Kukiz: "Będę robił wszystko, żeby pana prezesa przekonać"

Do pierwszego spotkania obu polityków doszło w ubiegłym tygodniu.
Przede wszystkim dyskusja była o zmianie ordynacji wyborczej, o znalezieniu takiego modelu, w którym rzeczywiście każdy obywatel RP mógłby skorzystać ze swojego indywidualnego, biernego prawa wyborczego, czyli o takim sposobie wybierania posłów, gdzie dana osoba, dany kandydat może startować ze swojego powiatu do Sejmu, ubiegać się o miejsce w Sejmie, bez konieczności wspierania przez partie polityczne, czy bez konieczności zakładania, tworzenia jakiegoś potężnego ruchu, który ma przekroczyć 5 proc. próg w skali całego kraju
– tłumaczył Paweł Kukiz na antenie radiowej Trójki.

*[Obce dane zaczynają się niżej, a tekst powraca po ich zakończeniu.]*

//! Benchmark for the Tempo Disk discovery pipeline.
//!
//! Drives `DiscoveryLoop::handle_packet` directly with a no-op radio and a
//! counting host, and the full `run_with_io` loop with a fake radio.

use criterion::{BenchmarkId, Criterion, Throughput, black_box, criterion_group, criterion_main};
use std::future::Future;
use std::io;
use std::pin::Pin;
use tempodisk_listener::app::{Options, Radio, run_with_io};
use tempodisk_listener::payload::{PAYLOAD_LEN, encode};
use tempodisk_listener::{
    Backend, BroadcastPacket, DeviceEntity, DeviceMetadata, DiscoveryLoop, Host, PeripheralId,
    Property, RadioConnection, RadioEvent, RadioStack, RadioState, ScanError, ScanRequest,
    SensorReading,
};
use tokio::runtime::Runtime;
use tokio::sync::mpsc;

const TEST_ID: PeripheralId = PeripheralId([0xAA, 0xBB, 0xCC, 0xDD, 0xEE, 0xFF]);

fn tempo_disk_packet(id: PeripheralId) -> BroadcastPacket {
    let data = encode(&SensorReading {
        temperature: 21.5,
        humidity: 45.0,
        dew_point: 9.3,
        battery: 87,
    });
    BroadcastPacket {
        id,
        manufacturer_data: Some(data.to_vec()),
    }
}

/// iBeacon-style broadcast that the filter rejects by vendor code.
fn foreign_packet() -> BroadcastPacket {
    let mut data = vec![0u8; 25];
    data[0] = 0x4C;
    BroadcastPacket {
        id: PeripheralId([0x11, 0x22, 0x33, 0x44, 0x55, 0x66]),
        manufacturer_data: Some(data),
    }
}

struct NoopRadio;

impl RadioStack for NoopRadio {
    fn start_scanning(&mut self, _request: &ScanRequest) -> Result<(), ScanError> {
        Ok(())
    }
}

#[derive(Default)]
struct CountingHost {
    notifications: usize,
}

impl Host for CountingHost {
    fn device_added(&mut self, _device: &DeviceEntity) -> io::Result<()> {
        self.notifications += 1;
        Ok(())
    }

    fn property_changed(&mut self, _device: &DeviceEntity, property: &Property) -> io::Result<()> {
        black_box(property.value());
        self.notifications += 1;
        Ok(())
    }
}

/// A fake radio that powers on and then replays packets.
struct FakeRadio {
    packets: Vec<BroadcastPacket>,
}

impl Radio for FakeRadio {
    fn open(
        &self,
        _backend: Backend,
    ) -> Pin<Box<dyn Future<Output = Result<RadioConnection, ScanError>> + Send + '_>> {
        let packets = self.packets.clone();
        Box::pin(async move {
            let (tx, rx) = mpsc::channel(packets.len() + 1);
            tokio::spawn(async move {
                let _ = tx.send(RadioEvent::StateChange(RadioState::PoweredOn)).await;
                for packet in packets {
                    let _ = tx.send(RadioEvent::Discover(packet)).await;
                }
            });
            Ok(RadioConnection {
                stack: Box::new(NoopRadio),
                events: rx,
            })
        })
    }
}

fn default_options() -> Options {
    Options {
        display_name: "Blue Maestro Tempo Disk".to_string(),
        description: "bench".to_string(),
        aliases: vec![],
        poll_interval: None,
        influxdb_measurement: "tempodisk".to_string(),
        verbose: false,
        backend: Backend::default(),
    }
}

/// Filter, decode and update for a known device, and the rejection path.
fn bench_handle_packet(c: &mut Criterion) {
    let mut group = c.benchmark_group("handle_packet");
    group.throughput(Throughput::Elements(1));

    let known = tempo_disk_packet(TEST_ID);
    let mut discovery =
        DiscoveryLoop::new(NoopRadio, CountingHost::default(), DeviceMetadata::default());
    discovery.handle_packet(&known).unwrap();
    group.bench_function("known_device", |b| {
        b.iter(|| discovery.handle_packet(black_box(&known)).unwrap())
    });

    let foreign = foreign_packet();
    group.bench_function("foreign_vendor", |b| {
        b.iter(|| discovery.handle_packet(black_box(&foreign)).unwrap())
    });

    let mut short = tempo_disk_packet(TEST_ID);
    if let Some(data) = short.manufacturer_data.as_mut() {
        data.truncate(PAYLOAD_LEN - 1);
    }
    group.bench_function("wrong_length", |b| {
        b.iter(|| discovery.handle_packet(black_box(&short)).unwrap())
    });

    group.finish();
}

/// First sighting of many devices, including registry growth.
fn bench_new_devices(c: &mut Criterion) {
    let mut group = c.benchmark_group("new_devices");

    for count in [1u16, 10, 100] {
        let packets: Vec<BroadcastPacket> = (0..count)
            .map(|i| {
                let [hi, lo] = i.to_be_bytes();
                tempo_disk_packet(PeripheralId([0xAA, 0xBB, 0xCC, 0xDD, hi, lo]))
            })
            .collect();

        group.throughput(Throughput::Elements(u64::from(count)));
        group.bench_with_input(BenchmarkId::from_parameter(count), &packets, |b, packets| {
            b.iter(|| {
                let mut discovery = DiscoveryLoop::new(
                    NoopRadio,
                    CountingHost::default(),
                    DeviceMetadata::default(),
                );
                for packet in packets {
                    discovery.handle_packet(packet).unwrap();
                }
                black_box(discovery.host().notifications)
            })
        });
    }

    group.finish();
}

/// The full application loop: radio channel -> discovery -> formatter -> writer.
fn bench_app_pipeline(c: &mut Criterion) {
    let mut group = c.benchmark_group("app_pipeline");
    let rt = Runtime::new().unwrap();

    for batch_size in [1usize, 10, 100] {
        let mut packets: Vec<BroadcastPacket> =
            (0..batch_size).map(|_| tempo_disk_packet(TEST_ID)).collect();
        packets.push(foreign_packet());
        let radio = FakeRadio { packets };

        group.throughput(Throughput::Elements(batch_size as u64));
        group.bench_with_input(BenchmarkId::from_parameter(batch_size), &radio, |b, radio| {
            b.iter(|| {
                let mut out = Vec::<u8>::with_capacity(512 * batch_size);
                rt.block_on(async {
                    run_with_io(default_options(), radio, &mut out).await.unwrap();
                });
                black_box(out)
            })
        });
    }

    group.finish();
}

criterion_group!(benches, bench_handle_packet, bench_new_devices, bench_app_pipeline);
criterion_main!(benches);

Polityk podkreślił, że "na szczęście" prezes PiS nie powiedział, że jest to nierealne. Jak wskazywał, zdaniem Kaczyńskiego, niemiecka ordynacja wyborcza, tzw. mieszana, całkiem nieźle sprawdza się w Niemczech, jednak - w jego ocenie - nie oznacza to, że sprawdziłaby się w Polsce.
Będę robił wszystko, żeby pana prezesa przekonać, że również w Polsce te modele demokratycznej ordynacji wyborczych na pewno by się znacznie lepiej sprawdziły niż ta postkomunistyczna z systeme D’Hondta, partyjna, postbolszewicka ordynacja
– zapowiedział Kukiz.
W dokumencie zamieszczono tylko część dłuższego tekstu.